PROBLEM DESCRIPTION – The line containing "if let Some(reason)" marks the end: write out exactly every line from the first line of the data below through that line, and only those.

[Saved entries]
use crate::cli::commands::{Workspace, parse_entity, print_json};
use crate::cli::parser::{AppealAction, Commands};
use crate::config::Config;
use crate::core::appeal::{AppealLogic, AppealRequest};
use crate::errors::AppResult;
use crate::models::appeal::Appeal;
use crate::models::position::LatLng;
use crate::ui::messages::{info, success};
use crate::utils::formatting::{appeal_status_label, bold, fmt_distance, fmt_opt, fmt_ts, truncate};
use crate::utils::table::{Column, Table};

fn fmt_coords(p: LatLng) -> String {
    format!("{:.6}, {:.6}", p.lat, p.lng)
}

pub fn print_appeal(a: &Appeal) {
    println!();
    println!("{}", bold(&format!("Appeal #{} on {}", a.id, a.entity)));
    println!("  worker      : {}", a.worker_id);
    println!("  status      : {}", appeal_status_label(a.status));
    println!("  distance    : {}", fmt_distance(a.distance_meters));
    println!("  reported at : {}", fmt_opt(a.worker_position.map(fmt_coords)));
    println!("  expected at : {}", fmt_opt(a.expected_position.map(fmt_coords)));
    println!("  explanation : {}", a.worker_explanation);
    if let Some(photo) = &a.evidence_photo_ref {
        println!("  evidence    : {}", photo);
    }
    if let Some(reason) = &a.original_rejection_reason {
        println!("  rejected for: {}", reason);
    }
    println!("  submitted   : {}", fmt_ts(Some(&a.submitted_at)));
    println!("  reviewer    : {}", fmt_opt(a.reviewer_id));
    println!("  notes       : {}", fmt_opt(a.review_notes.as_deref()));
    println!("  resolved    : {}", fmt_ts(a.resolved_at.as_ref()));
    println!();
}

pub fn print_list(appeals: &[Appeal]) {
    let mut table = Table::new(vec![
        Column::new("ID", 5),
        Column::new("RECORD", 16),
        Column::new("WORKER", 7),
        Column::new("DIST", 8),
        Column::new("STATUS", 9),
        Column::new("SUBMITTED", 16),
        Column::new("EXPLANATION", 32),
    ]);
    for a in appeals {
        table.add_row(vec![
            a.id.to_string(),
            a.entity.to_string(),
            a.worker_id.to_string(),
            fmt_distance(a.distance_meters),
            appeal_status_label(a.status),
            a.submitted_at.format("%Y-%m-%d %H:%M").to_string(),
            truncate(&a.worker_explanation, 32),
        ]);
    }
    print!("{}", table.render());
}

fn list_or_json(appeals: &[Appeal], json: bool, empty_msg: &str) -> AppResult<()> {
    if json {
        print_json(appeals)?;
    } else if appeals.is_empty() {
        info(empty_msg);
    } else {
        print_list(appeals);
    }
    Ok(())
}

pub fn handle(cmd: &Commands, cfg: &Config) -> AppResult<()> {
    let Commands::Appeal { action } = cmd else {
        return Ok(());
    };
    let mut ws = Workspace::open(cfg)?;

    match action {
        AppealAction::Open {
            kind,
            id,
            worker,
            explanation,
            distance,
            photo,
        } => {
            let req = AppealRequest {
                entity: parse_entity(kind, *id)?,
                worker_id: *worker,
                explanation: explanation.clone(),
                distance_meters: *distance,
                evidence_photo_ref: photo.clone(),
            };
            let a = AppealLogic::open(&mut ws.ctx(), req)?;
            success(format!("Appeal #{} submitted for {}.", a.id, a.entity));
        }
        AppealAction::Approve {
            id,
            reviewer,
            notes,
        } => {
            let a = AppealLogic::approve(&mut ws.ctx(), *id, *reviewer, notes.as_deref())?;
            success(format!("Appeal #{} approved; {} reinstated.", a.id, a.entity));
        }
        AppealAction::Reject {
            id,
            reviewer,
            notes,
        } => {
            let a = AppealLogic::reject(&mut ws.ctx(), *id, *reviewer, notes)?;
            success(format!(
                "Appeal #{} rejected; the rejection of {} stands.",
                a.id, a.entity
            ));
        }
        AppealAction::Pending { json } => {
            let appeals = AppealLogic::pending(&ws.pool.conn)?;
            list_or_json(&appeals, *json, "No pending appeals.")?;
        }
        AppealAction::Mine { worker, json } => {
            let appeals = AppealLogic::for_worker(&ws.pool.conn, *worker)?;
            list_or_json(
                &appeals,
                *json,
                &format!("Worker {} has not filed any appeal.", worker),
            )?;
        }
        AppealAction::Show { id, json } => {
            let a = AppealLogic::get(&ws.pool.conn, *id)?;
            if *json {
                print_json(&a)?;
            } else {
                print_appeal(&a);
            }
        }
    }

    Ok(())
}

FINISHED TASK –
use crate::cli::commands::{Workspace, parse_entity, print_json};
use crate::cli::parser::{AppealAction, Commands};
use crate::config::Config;
use crate::core::appeal::{AppealLogic, AppealRequest};
use crate::errors::AppResult;
use crate::models::appeal::Appeal;
use crate::models::position::LatLng;
use crate::ui::messages::{info, success};
use crate::utils::formatting::{appeal_status_label, bold, fmt_distance, fmt_opt, fmt_ts, truncate};
use crate::utils::table::{Column, Table};

fn fmt_coords(p: LatLng) -> String {
    format!("{:.6}, {:.6}", p.lat, p.lng)
}

pub fn print_appeal(a: &Appeal) {
    println!();
    println!("{}", bold(&format!("Appeal #{} on {}", a.id, a.entity)));
    println!("  worker      : {}", a.worker_id);
    println!("  status      : {}", appeal_status_label(a.status));
    println!("  distance    : {}", fmt_distance(a.distance_meters));
    println!("  reported at : {}", fmt_opt(a.worker_position.map(fmt_coords)));
    println!("  expected at : {}", fmt_opt(a.expected_position.map(fmt_coords)));
    println!("  explanation : {}", a.worker_explanation);
    if let Some(photo) = &a.evidence_photo_ref {
        println!("  evidence    : {}", photo);
    }
    if let Some(reason) = &a.original_rejection_reason {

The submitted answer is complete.